▸ Data shown
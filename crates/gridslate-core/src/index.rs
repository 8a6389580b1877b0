//! Range-checked indices for the fixed 9x9x(3x3) board structure.
//!
//! A board is nine 3x3 sub-grids of nine cells each; both levels are indexed
//! 0-8. [`GridId`] and [`CellId`] enforce the range at construction so that
//! an out-of-range `(gridId, cellId)` pair is a compile-time/construction
//! condition rather than something every consumer re-validates. [`CellAddr`]
//! pairs the two and converts to and from the visual 9x9 row/column layout.
//!
//! # Examples
//!
//! ```
//! use gridslate_core::{CellAddr, CellId, GridId};
//!
//! // Sub-grids and cells are both laid out row-major in 3x3 blocks:
//! // grid 0 is the top-left block, cell 0 its top-left square.
//! let addr = CellAddr::new(GridId::new(0), CellId::new(0));
//! assert_eq!((addr.row(), addr.col()), (0, 0));
//!
//! let addr = CellAddr::from_row_col(4, 7);
//! assert_eq!(addr.grid().value(), 5);
//! assert_eq!(addr.cell().value(), 4);
//! ```

use std::fmt::{self, Display};

/// Index of a 3x3 sub-grid within the board, in the range 0-8.
///
/// Sub-grids are numbered row-major: 0-2 across the top band, 3-5 across the
/// middle band, 6-8 across the bottom band.
#[derive(Debug, Clone, Copy, PartialEq, Eq, PartialOrd, Ord, Hash)]
pub struct GridId(u8);

impl GridId {
    /// All nine sub-grid indices, in order.
    pub const ALL: [Self; 9] = {
        let mut all = [Self(0); 9];
        let mut id = 1;
        while id < 9 {
            all[id as usize] = Self(id);
            id += 1;
        }
        all
    };

    /// Creates a sub-grid index.
    ///
    /// # Panics
    ///
    /// Panics if `id` is not in the range 0-8.
    #[must_use]
    pub const fn new(id: u8) -> Self {
        assert!(id < 9, "grid id must be 0-8");
        Self(id)
    }

    /// Returns the underlying index value (0-8).
    #[must_use]
    pub const fn value(self) -> u8 {
        self.0
    }
}

impl Display for GridId {
    fn fmt(&self, f: &mut fmt::Formatter<'_>) -> fmt::Result {
        Display::fmt(&self.0, f)
    }
}

/// Index of a cell within a 3x3 sub-grid, in the range 0-8.
///
/// Cells are numbered row-major within their sub-grid, 0 at the top-left.
#[derive(Debug, Clone, Copy, PartialEq, Eq, PartialOrd, Ord, Hash)]
pub struct CellId(u8);

impl CellId {
    /// All nine cell indices, in order.
    pub const ALL: [Self; 9] = {
        let mut all = [Self(0); 9];
        let mut id = 1;
        while id < 9 {
            all[id as usize] = Self(id);
            id += 1;
        }
        all
    };

    /// Creates a cell index.
    ///
    /// # Panics
    ///
    /// Panics if `id` is not in the range 0-8.
    #[must_use]
    pub const fn new(id: u8) -> Self {
        assert!(id < 9, "cell id must be 0-8");
        Self(id)
    }

    /// Returns the underlying index value (0-8).
    #[must_use]
    pub const fn value(self) -> u8 {
        self.0
    }
}

impl Display for CellId {
    fn fmt(&self, f: &mut fmt::Formatter<'_>) -> fmt::Result {
        Display::fmt(&self.0, f)
    }
}

/// Address of one of the 81 board cells: a `(GridId, CellId)` pair.
///
/// # Examples
///
/// ```
/// use gridslate_core::CellAddr;
///
/// // Row/column round-trip holds for every cell
/// for addr in CellAddr::ALL {
///     assert_eq!(CellAddr::from_row_col(addr.row(), addr.col()), addr);
/// }
/// ```
#[derive(Debug, Clone, Copy, PartialEq, Eq, PartialOrd, Ord, Hash)]
pub struct CellAddr {
    grid: GridId,
    cell: CellId,
}

impl CellAddr {
    /// All 81 cell addresses, ordered by sub-grid then cell.
    pub const ALL: [Self; 81] = {
        let mut all = [Self::new(GridId::new(0), CellId::new(0)); 81];
        let mut grid = 0;
        while grid < 9 {
            let mut cell = 0;
            while cell < 9 {
                all[(grid * 9 + cell) as usize] = Self::new(GridId::new(grid), CellId::new(cell));
                cell += 1;
            }
            grid += 1;
        }
        all
    };

    /// Creates an address from a sub-grid index and a cell index.
    #[must_use]
    pub const fn new(grid: GridId, cell: CellId) -> Self {
        Self { grid, cell }
    }

    /// Creates an address from visual 9x9 coordinates.
    ///
    /// # Panics
    ///
    /// Panics if `row` or `col` is not in the range 0-8.
    #[must_use]
    pub const fn from_row_col(row: u8, col: u8) -> Self {
        assert!(row < 9 && col < 9, "row and column must be 0-8");
        Self {
            grid: GridId::new((row / 3) * 3 + col / 3),
            cell: CellId::new((row % 3) * 3 + col % 3),
        }
    }

    /// Returns the sub-grid index.
    #[must_use]
    pub const fn grid(self) -> GridId {
        self.grid
    }

    /// Returns the cell index within the sub-grid.
    #[must_use]
    pub const fn cell(self) -> CellId {
        self.cell
    }

    /// Returns the visual row (0-8, top to bottom).
    #[must_use]
    pub const fn row(self) -> u8 {
        (self.grid.value() / 3) * 3 + self.cell.value() / 3
    }

    /// Returns the visual column (0-8, left to right).
    #[must_use]
    pub const fn col(self) -> u8 {
        (self.grid.value() % 3) * 3 + self.cell.value() % 3
    }
}

impl Display for CellAddr {
    fn fmt(&self, f: &mut fmt::Formatter<'_>) -> fmt::Result {
        write!(f, "g{}c{}", self.grid, self.cell)
    }
}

▸ Exercise aim
Please print exactly the lines of the entries above, beginning with the line that contains "pub const fn cell(self)" and ending with the last line.

▸ Answer box
    pub const fn cell(self) -> CellId {
        self.cell
    }

    /// Returns the visual row (0-8, top to bottom).
    #[must_use]
    pub const fn row(self) -> u8 {
        (self.grid.value() / 3) * 3 + self.cell.value() / 3
    }

    /// Returns the visual column (0-8, left to right).
    #[must_use]
    pub const fn col(self) -> u8 {
        (self.grid.value() % 3) * 3 + self.cell.value() % 3
    }
}

impl Display for CellAddr {
    fn fmt(&self, f: &mut fmt::Formatter<'_>) -> fmt::Result {
        write!(f, "g{}c{}", self.grid, self.cell)
    }
}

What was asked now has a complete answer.